The crowd didn’t seem to mind the rehearsal, though it’s a shame Lakeyah couldn’t show her more vulnerable side through one of her R&B tracks, like “Windows” or “Too Much” .
But for anyone who wishes there was more of Lakeyah, they won’t have to wait long to see her again in Milwaukee. She will be at a special event at the Walker’s Lounge on July 3.
Platform for Milwaukee Street Rappers
Beyond Lakeyah, We Outside’s lineup has been rounded out by some of Milwaukee’s most popular and prolific street rappers who generate hundreds of thousands, if not millions, of views on YouTube for their clips – but don’t. were never booked for big Milwaukee shows, even before the pandemic.
Gwapo Chapo instantly grabbed the attention of the crowd on Saturday, taking the stage with at least 20 people and dropping the first rap of the night with “All Racks”. The energy at We Outside took another leap forward when the general admission crowd was able to access the barricaded VIP section for the end of Chicken P.
But the highlight of the undercard was street-rap pioneer Solowke. Like Lakeyah, it was a homecoming for Solowke, for various reasons, following his 26-month prison sentence for possession of marijuana and a handgun, fleeing the police and jumping on bail. .
Solowke was so giddy to take the stage for his thrilling comeback single and twisted his tongue “Outta Sight Outta Mind” he repeatedly missed some of his verses. But it didn’t matter. Solowke was so happy, smiling, dancing and spinning, he illustrated how exciting it was that after 471 difficult days without concerts in Milwaukee, a night like We Outside was even possible.
- It would have bordered on cruelty if Milwaukee’s first big concert since March 2020 had been raining, and it seemed likely on Saturday morning. But apart from a few brief, ominous clouds, it was a happy evening with no rain or lightning.
- For anyone who wants to see live music again but is reluctant to be surrounded by a large crowd, We Outside would have been a good show to come back to the experience. There was plenty of space in the Wisconsin State Fair Park where the show was held, so anyone could have stayed away from people and still see and hear the show clearly. That said, most of the fans were eager to come together and get as close to the stage as possible as Lakeyah showed up.
- In an interview with Journal Sentinel, We Outside host and promoter Djay Mando has suggested that segregation may be a reason some Milwaukee street rappers haven’t been able to put on big shows, and that venue operators may also be hesitant to put them on. book given the drug and gun content in their songs and videos.

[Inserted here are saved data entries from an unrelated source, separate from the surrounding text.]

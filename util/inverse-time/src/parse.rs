/// One input line broken into words, with any comment held aside verbatim.
#[derive(Clone, Debug, PartialEq)]
pub struct SourceLine<'a> {
    pub words: Vec<String>,
    /// Everything from the first '(' to the end of the line.
    pub comment: &'a str,
}
impl<'a> SourceLine<'a> {
    pub fn split(input: &'a str) -> Self {
        let (code, comment) = match input.find('(') {
            Some(start) => input.split_at(start),
            None => (input, ""),
        };
        SourceLine {
            words: code.split_whitespace().map(|word| word.trim().to_string()).collect(),
            comment,
        }
    }
    /// Removes every word starting with `head`, returning the removed words in order.
    pub fn take_words(&mut self, head: char) -> Vec<String> {
        let (taken, kept): (Vec<String>, Vec<String>) = std::mem::take(&mut self.words).into_iter().partition(|word| word.starts_with(head));
        self.words = kept;
        taken
    }
    pub fn word_strs(&self) -> impl Iterator<Item = &str> + Clone {
        self.words.iter().map(String::as_str)
    }
}

/// Parses the number following a word's letter, e.g. `10.5` from `F10.5`.
pub fn word_value<T: std::str::FromStr>(word: &str) -> Option<T> {
    let mut chars = word.chars();
    chars.next()?;
    chars.as_str().parse().ok()
}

But there was no problem at We Outside, which followed the same standard security protocols you would see at any gig. “We did this (expletively) the right way,” Mando said. “What they say is not true. We are not dangerous, we are just having fun.”
- With Yung Bleu off the bill, Mando must have been in charge of the stage longer than he probably expected, but he was a gracious presence and addressed his crowd, not just with the recent hits of hip-hop stars like Megan Thee Stallion and DaBaby, but also dropping Milwaukee songs like the local hit “Big Money” by Munch Lauren.

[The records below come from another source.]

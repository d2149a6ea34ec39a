//! Rewrites 4-axis (X, Y, Z, A) G-code from units-per-minute feed (G94) into inverse time
//! feed (G93), so that moves combining linear and rotary motion keep a constant tangential speed.

use config::ConversionConfiguration;
use convert::{ConvertedProgram, Converter};
use error::ConversionResult;

pub mod classify;
pub mod config;
pub mod convert;
pub mod coordinates;
pub mod error;
pub mod events;
pub mod modal;
pub mod output;
pub mod parse;
pub mod statistics;

pub fn convert_gcode_file(
    config: &ConversionConfiguration,
    input: &str,
) -> ConversionResult<ConvertedProgram> {
    Converter::new(config.clone()).convert_all(input.lines())
}

#[cfg(test)]
mod tests {
    use std::f64::consts::{PI, TAU};

    use crate::{
        config::{ConversionMode, Units},
        error::{ErrorKind, Precondition},
        events::{ConversionEvent, ProgramEndMarker},
        modal::WHOLE_FILE_FEED_MODE_WORD,
        statistics::Advisory,
    };

    use super::*;

    fn convert_with(config: ConversionConfiguration, input: &str) -> ConversionResult<ConvertedProgram> {
        Converter::new(config).with_timestamp("2020-Jan-01 00:00:00").convert_all(input.lines())
    }
    fn convert(input: &str) -> ConversionResult<ConvertedProgram> {
        convert_with(ConversionConfiguration::default(), input)
    }
    fn output_lines(program: &ConvertedProgram) -> Vec<&str> {
        program.output.lines().collect()
    }
    fn is_close(lhs: f64, rhs: f64) -> bool {
        (lhs - rhs).abs() < 1e-4
    }

    #[test]
    fn it_works() {
        let program = convert(
            "G90 G17 G94
            G0 X0 Y0 Z0
            G01 X1 Y1 F10"
        ).unwrap();
        assert_eq!(output_lines(&program), vec![
            format!("G90 G17 {}", WHOLE_FILE_FEED_MODE_WORD).as_str(),
            "G0 X0 Y0 Z0",
            "G01 X1 Y1 F7.07107",
        ]);
        let statistics = &program.summary.statistics;
        assert_eq!((statistics.rapid_lines, statistics.linear_lines), (1, 1));
        assert!(is_close(statistics.total_distance, 2.0_f64.sqrt()));
    }
    #[test]
    fn test_wrapped_rotary_moves() {
        let config = ConversionConfiguration {
            conversion_mode: ConversionMode::WrapEachRotaryMove,
            feed_precision: 3,
            ..Default::default()
        };
        let program = convert_with(config, "G90 G17 G94 F20
            G0 X0 Y0 Z1 A0
            G1 X2
            G1 A90 (turn)
            M30").unwrap();
        assert_eq!(output_lines(&program), vec![
            "G90 G17 G94 F20",
            "G0 X0 Y0 Z1 A0",
            "G1 X2",
            "G93",
            "G1 A90 F12.732 (turn)",
            "G94",
            "F20.0",
            "G94 (Added to revert back to standard G94 feed rate mode)",
            "F20.0 (last feed rate used)",
            "M30",
        ]);
        let statistics = &program.summary.statistics;
        assert_eq!(statistics.rotary_move_lines, 2);
        assert_eq!(statistics.rotary_range, Some((0.0, 90.0)));
        assert!(is_close(statistics.total_distance, 2.0 + PI / 2.0));
        assert!(is_close(statistics.total_degrees, 90.0));
        assert!(!program.summary.events.contains(&ConversionEvent::MissingProgramEnd));
    }
    #[test]
    fn test_wrapping_keeps_ordinary_feed() {
        let config = ConversionConfiguration { conversion_mode: ConversionMode::WrapEachRotaryMove, ..Default::default() };
        let program = convert_with(config, "G90 G17 G94\nG0 X0 Y0 Z0\nG1 X1 F30").unwrap();
        assert_eq!(output_lines(&program)[2], "G1 X1 F30");
    }
    #[test]
    fn test_program_boundaries() {
        let program = convert(
            "%
            G90 G17 G94 F10
            G0 X0 Y0 Z0
            G1 X3 Y4
            %"
        ).unwrap();
        let lines = output_lines(&program);
        assert_eq!(lines.len(), 1 + 11 + 6);
        assert_eq!(lines[0], "%");
        assert!(lines[6].contains("2020-Jan-01 00:00:00"));
        assert_eq!(&lines[12..], &[
            format!("G90 G17 {}", WHOLE_FILE_FEED_MODE_WORD).as_str(),
            "G0 X0 Y0 Z0",
            "G1 X3 Y4 F2.00000",
            "G94 (Added to revert back to standard G94 feed rate mode)",
            "F10.0 (last feed rate used)",
            "%",
        ]);
        let events = &program.summary.events;
        assert!(events.contains(&ConversionEvent::ProgramStartFound { line: 1 }));
        assert!(events.contains(&ConversionEvent::PreambleAdded { line: 1 }));
        assert!(events.contains(&ConversionEvent::ProgramEndFound { line: 5, marker: ProgramEndMarker::Percent }));
    }
    #[test]
    fn test_preamble_inside_wrapped_move() {
        let config = ConversionConfiguration { conversion_mode: ConversionMode::WrapEachRotaryMove, ..Default::default() };
        let program = convert_with(config, "G90 G17 G94 F20\nG0 X0 Y0 Z1 A0\n% G1 A90").unwrap();
        let lines = output_lines(&program);
        assert_eq!(lines.len(), 2 + 2 + 11 + 2);
        assert_eq!(&lines[2..4], &["G93", "% G1 A90 F12.73240"]);
        assert!(lines[4..15].iter().all(|line| line.starts_with('(')));
        assert!(lines[9].contains("2020-Jan-01 00:00:00"));
        assert_eq!(&lines[15..], &["G94", "F20.0"]);
        assert!(program.summary.events.contains(&ConversionEvent::PreambleAdded { line: 3 }));
    }
    #[test]
    fn test_terminator_on_move_line() {
        let program = convert("G90 G17 G94 F10\nG0 X0\nG1 X5 M30").unwrap();
        // The inverse time feed stays with the words that follow the restorative block.
        assert_eq!(&output_lines(&program)[2..], &[
            "G1 X5",
            "G94 (Added to revert back to standard G94 feed rate mode)",
            "F10.0 (last feed rate used)",
            "M30 F2.00000",
        ]);
    }
    #[test]
    fn test_report_with_advisory() {
        let mut input = String::from("G90 G17 G94 F10\nG0 X0 Y0 Z0 A0\n");
        for x in 1..=60 {
            input.push_str(&format!("G1 X{}\n", x));
        }
        input.push_str("G1 A10\nM30\n");
        let program = convert(&input).unwrap();
        let summary = &program.summary;
        assert_eq!(summary.advisories(), vec![Advisory::PreferWrapping]);
        let report = summary.report().to_string();
        assert!(report.contains("Number of G01 lines: 61"));
        assert!(report.contains("Total G00+G01+G02+G03 lines: 62"));
        assert!(report.contains("Number lines with rotary moves: 2  (3%)"));
        assert!(report.contains("Rotary (A-axis) Min/Max rotations: 0, 10"));
        assert!(report.ends_with(&Advisory::PreferWrapping.to_string()));
        assert!(report.contains("'Wrap each rotary move in G93' option"));
    }
    #[test]
    fn test_restorative_block_splits_line() {
        let program = convert("G90 G17 G94 F12.5\nG0 X0 M2 (done)").unwrap();
        assert_eq!(&output_lines(&program)[1..], &[
            "G0 X0",
            "G94 (Added to revert back to standard G94 feed rate mode)",
            "F12.5 (last feed rate used)",
            "M2 (done)",
        ]);
    }
    #[test]
    fn test_missing_program_end() {
        let program = convert(
            "G90 G17 G94 F10
            G0 X0 Y0 Z0 A0
            G1 X3 Y4
            G1 A45"
        ).unwrap();
        let warnings = program.summary.events.iter().filter(|event| **event == ConversionEvent::MissingProgramEnd).count();
        assert_eq!(warnings, 1);
        let statistics = &program.summary.statistics;
        assert_eq!(statistics.motion_lines(), 3);
        assert_eq!(statistics.rotary_move_lines, 2);
        assert!(is_close(statistics.total_distance, 5.0 + 0.25 * PI / 4.0));
    }
    #[test]
    fn test_full_circle_arc() {
        let program = convert(
            "G90 G17 G94 F10
            G0 X0 Y0
            G2 X0 Y0 I5 J0
            X0 Y0 I5 J0"
        ).unwrap();
        let lines = output_lines(&program);
        assert_eq!(lines[2], "G2 X0 Y0 I5 J0 F0.31831");
        assert_eq!(lines[3], "X0 Y0 I5 J0 F0.31831");
        assert_eq!(program.summary.statistics.clockwise_lines, 2);
        assert!(is_close(program.summary.statistics.total_distance, 2.0 * TAU * 5.0));
    }
    #[test]
    fn test_zero_length_move_warns() {
        let program = convert("G90 G17 G94 F10\nG0 X1 Y1\nG1 X1 Y1").unwrap();
        assert_eq!(output_lines(&program)[2], "G1 X1 Y1 F0.00000");
        assert!(program.summary.events.contains(&ConversionEvent::ZeroInverseFeed { line: 3 }));
    }
    #[test]
    fn test_inverse_time_in_source() {
        let error = convert("G90 G17 G94 F10\nG0 X0\nN30 G93 G1 X5 (cut)").unwrap_err();
        assert_eq!(error, ErrorKind::InverseTimeInSource.at_line(3));
    }
    #[test]
    fn test_output_cannot_be_reconverted() {
        let program = convert("G90 G17 G94 F10\nG0 X0\nG1 X5").unwrap();
        let error = convert(&program.output).unwrap_err();
        assert_eq!(error, ErrorKind::InverseTimeInSource.at_line(1));
    }
    #[test]
    fn test_implicit_move_without_motion_code() {
        let error = convert("G90 G17 G94 F10\n(setup)\nX1 Y1").unwrap_err();
        assert_eq!(error, ErrorKind::NoPriorMotionCode.at_line(3));
    }
    #[test]
    fn test_preconditions() {
        let error = convert("G0 X0 Y0\nG1 X1 F5").unwrap_err();
        assert_eq!(
            error,
            ErrorKind::PreconditionsNotMet(vec![Precondition::Plane, Precondition::AbsoluteMode, Precondition::FeedMode]).at_line(2)
        );
    }
    #[test]
    fn test_non_positive_feed() {
        let error = convert("G90 G17 G94 F0\nG0 X0\nG1 X1").unwrap_err();
        assert_eq!(error, ErrorKind::NonPositiveFeedRate.at_line(3));
    }
    #[test]
    fn test_millimeter_rotary_floor() {
        let config = ConversionConfiguration { units: Units::Millimeters, feed_precision: 4, ..Default::default() };
        let program = convert_with(config, "G90 G17 G94 F100\nG0 X0 Y0 Z0 A0\nG1 A90").unwrap();
        // 6.35mm floor radius: 6.35 * PI / 2 = 9.9746mm at 100mm/min.
        assert_eq!(output_lines(&program)[2], "G1 A90 F10.0255");
    }
}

- There were other artists from Milwaukee on Bill We Outside. Veteran rapper B. Justice performed “Free Flow”, a song he composed with the Milwaukee native and “The Chi” star Jacob Latimore. Troy Tyler did a cover of Ginuwine’s “Pony” that could rival the artist’s performance in August, when it opened for Boyz II Men at the Wisconsin State Fair. And Corey Pieper, who at one point merged pop with the musical styles of his Hawaiian heritage, has proven with newer material that he can adapt to current rap trends – albeit a hip-hop hybrid. and country, “All Day Long”, might have been a bit too off the beaten track for this crowd.
- For anyone at We Outside disappointed that Yung Bleu didn’t show up: He will headline the US Cellular Connection stage of Summerfest on September 4 – assuming he makes his flight.